Talking Points:
- The Australian Dollar fell after a set of 2Q CPI figures crossed the wires
- Headline CPI rate rose 1.9% y/y versus 2.2% expected and 2.1% in the 1Q
- A speech by RBA Governor Philip Lowe may see him cooling rate hike bets
What do retail traders’ buy/sell decisions hint about the Australian Dollar trend? Find out here.
The Australian Dollar depreciated against its major counterparts after a softer set of inflation measurements crossed the wires. Headline CPI increased 1.9% y/y in the second quarter versus 2.2% expected and 2.1% in the first quarter. The quarterly gauge also fell short of expectations, rising 0.2% versus 0.4% forecasted.
Meanwhile, the trimmed mean measurement came in at 1.8% y/y, in line with expectations and unchanged from the first quarter (the original 1Q reading was revised down from 1.9%). This statistic aims to get an underlying inflation trend by excluding those components of the index with unusually large gains and losses.

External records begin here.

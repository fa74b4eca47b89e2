use std::collections::BTreeMap;
use std::path::{Path, PathBuf};

use anyhow::{bail, Context, Result};
use serde::Deserialize;

use super::jsonc::strip_jsonc;
use crate::fs::{normalize_path, FileSystem};

/// tsconfig.json as written on disk. Unknown keys are ignored.
#[derive(Debug, Default, Deserialize)]
#[serde(rename_all = "camelCase")]
struct RawTsConfig {
    extends: Option<Extends>,
    files: Option<Vec<String>>,
    include: Option<Vec<String>>,
    exclude: Option<Vec<String>>,
    #[serde(default)]
    compiler_options: RawCompilerOptions,
}

#[derive(Debug, Deserialize)]
#[serde(untagged)]
enum Extends {
    One(String),
    Many(Vec<String>),
}

impl Extends {
    fn into_vec(self) -> Vec<String> {
        match self {
            Extends::One(name) => vec![name],
            Extends::Many(names) => names,
        }
    }
}

#[derive(Debug, Default, Deserialize)]
#[serde(rename_all = "camelCase")]
struct RawCompilerOptions {
    target: Option<String>,
    module: Option<String>,
    module_resolution: Option<String>,
    base_url: Option<String>,
    paths: Option<BTreeMap<String, Vec<String>>>,
    allow_js: Option<bool>,
    resolve_json_module: Option<bool>,
    module_suffixes: Option<Vec<String>>,
    out_dir: Option<String>,
}

/// A list of file specs together with the directory they are relative to.
#[derive(Debug, Clone, PartialEq, Eq)]
pub struct SpecList {
    pub entries: Vec<String>,
    pub base: PathBuf,
}

/// `paths` together with the directory of the file that declared it.
#[derive(Debug, Clone, PartialEq, Eq)]
pub struct DeclaredPaths {
    pub entries: BTreeMap<String, Vec<String>>,
    pub declared_in: PathBuf,
}

/// One configuration file's settings with relative paths already anchored,
/// so layers from different directories can be merged field by field.
#[derive(Debug, Clone, Default)]
pub struct ConfigLayer {
    pub target: Option<String>,
    pub module: Option<String>,
    pub module_resolution: Option<String>,
    pub base_url: Option<PathBuf>,
    pub paths: Option<DeclaredPaths>,
    pub allow_js: Option<bool>,
    pub resolve_json_module: Option<bool>,
    pub module_suffixes: Option<Vec<String>>,
    pub out_dir: Option<PathBuf>,
    pub files: Option<SpecList>,
    pub include: Option<SpecList>,
    pub exclude: Option<SpecList>,
}

impl ConfigLayer {
    fn from_raw(raw: RawTsConfig, dir: &Path) -> Self {
        let options = raw.compiler_options;
        let specs = |entries: Option<Vec<String>>| {
            entries.map(|entries| SpecList {
                entries,
                base: dir.to_path_buf(),
            })
        };

        ConfigLayer {
            target: options.target,
            module: options.module,
            module_resolution: options.module_resolution,
            base_url: options.base_url.map(|url| normalize_path(&dir.join(url))),
            paths: options.paths.map(|entries| DeclaredPaths {
                entries,
                declared_in: dir.to_path_buf(),
            }),
            allow_js: options.allow_js,
            resolve_json_module: options.resolve_json_module,
            module_suffixes: options.module_suffixes,
            out_dir: options.out_dir.map(|out| normalize_path(&dir.join(out))),
            files: specs(raw.files),
            include: specs(raw.include),
            exclude: specs(raw.exclude),
        }
    }

    /// Layer `child` on top of `self`; every value the child sets wins.
    fn overlay(self, child: ConfigLayer) -> ConfigLayer {
        ConfigLayer {
            target: child.target.or(self.target),
            module: child.module.or(self.module),
            module_resolution: child.module_resolution.or(self.module_resolution),
            base_url: child.base_url.or(self.base_url),
            paths: child.paths.or(self.paths),
            allow_js: child.allow_js.or(self.allow_js),
            resolve_json_module: child.resolve_json_module.or(self.resolve_json_module),
            module_suffixes: child.module_suffixes.or(self.module_suffixes),
            out_dir: child.out_dir.or(self.out_dir),
            files: child.files.or(self.files),
            include: child.include.or(self.include),
            exclude: child.exclude.or(self.exclude),
        }
    }
}

/// Read a tsconfig file and every configuration it extends, merged into one layer.
pub fn read_config_chain(fs: &dyn FileSystem, path: &Path) -> Result<ConfigLayer> {
    let mut visiting = Vec::new();
    read_layer(fs, &normalize_path(path), &mut visiting)
}

fn read_layer(fs: &dyn FileSystem, path: &Path, visiting: &mut Vec<PathBuf>) -> Result<ConfigLayer> {
    if visiting.iter().any(|p| p == path) {
        bail!(
            "circular extends: {}",
            visiting
                .iter()
                .chain(std::iter::once(&path.to_path_buf()))
                .map(|p| p.display().to_string())
                .collect::<Vec<_>>()
                .join(" -> ")
        );
    }

    let content = fs
        .read_to_string(path)
        .with_context(|| format!("failed to read {}", path.display()))?;
    let mut raw: RawTsConfig = serde_json::from_str(&strip_jsonc(&content))
        .with_context(|| format!("failed to parse {}", path.display()))?;

    let dir = path.parent().unwrap_or(Path::new("/")).to_path_buf();
    let bases = raw.extends.take().map(Extends::into_vec).unwrap_or_default();

    visiting.push(path.to_path_buf());
    let mut merged = ConfigLayer::default();
    for name in &bases {
        let base_path = resolve_extends(fs, &dir, name)
            .with_context(|| format!("in {}", path.display()))?;
        tracing::debug!(config = %path.display(), base = %base_path.display(), "extending configuration");
        merged = merged.overlay(read_layer(fs, &base_path, visiting)?);
    }
    visiting.pop();

    Ok(merged.overlay(ConfigLayer::from_raw(raw, &dir)))
}

/// Locate the file named by an `extends` entry.
fn resolve_extends(fs: &dyn FileSystem, dir: &Path, name: &str) -> Result<PathBuf> {
    let is_path = name.starts_with("./")
        || name.starts_with("../")
        || name.starts_with('/')
        || name.starts_with(".\\")
        || name.starts_with("..\\");

    let mut candidates = Vec::new();
    if is_path {
        let base = normalize_path(&dir.join(crate::fs::to_slash(name)));
        candidates.push(base.clone());
        if !name.ends_with(".json") {
            candidates.push(with_json_suffix(&base));
        }
    } else {
        let mut current = Some(dir);
        while let Some(d) = current {
            if d.file_name().is_some_and(|n| n != "node_modules") || d.parent().is_none() {
                let base = d.join("node_modules").join(name);
                candidates.push(base.clone());
                if !name.ends_with(".json") {
                    candidates.push(with_json_suffix(&base));
                }
                candidates.push(base.join("tsconfig.json"));
            }
            current = d.parent();
        }
    }

    candidates
        .into_iter()
        .find(|c| fs.is_file(c))
        .with_context(|| format!("cannot find base configuration {:?}", name))
}

fn with_json_suffix(path: &Path) -> PathBuf {
    let mut os = path.as_os_str().to_os_string();
    os.push(".json");
    PathBuf::from(os)
}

More is to come from the economic docket that may continue to stir Aussie Dollar volatility. RBA Governor Philip Lower will present a speech at 3:05 GMT. Last week, Deputy Governor Debelle pushed back against speculation that the RBA’s estimation of a “neutral rate” above 3% hints at imminent tightening. Senior Currency Strategist Ilya Spivak mentioned that Lowe’s speech will probably register in kind.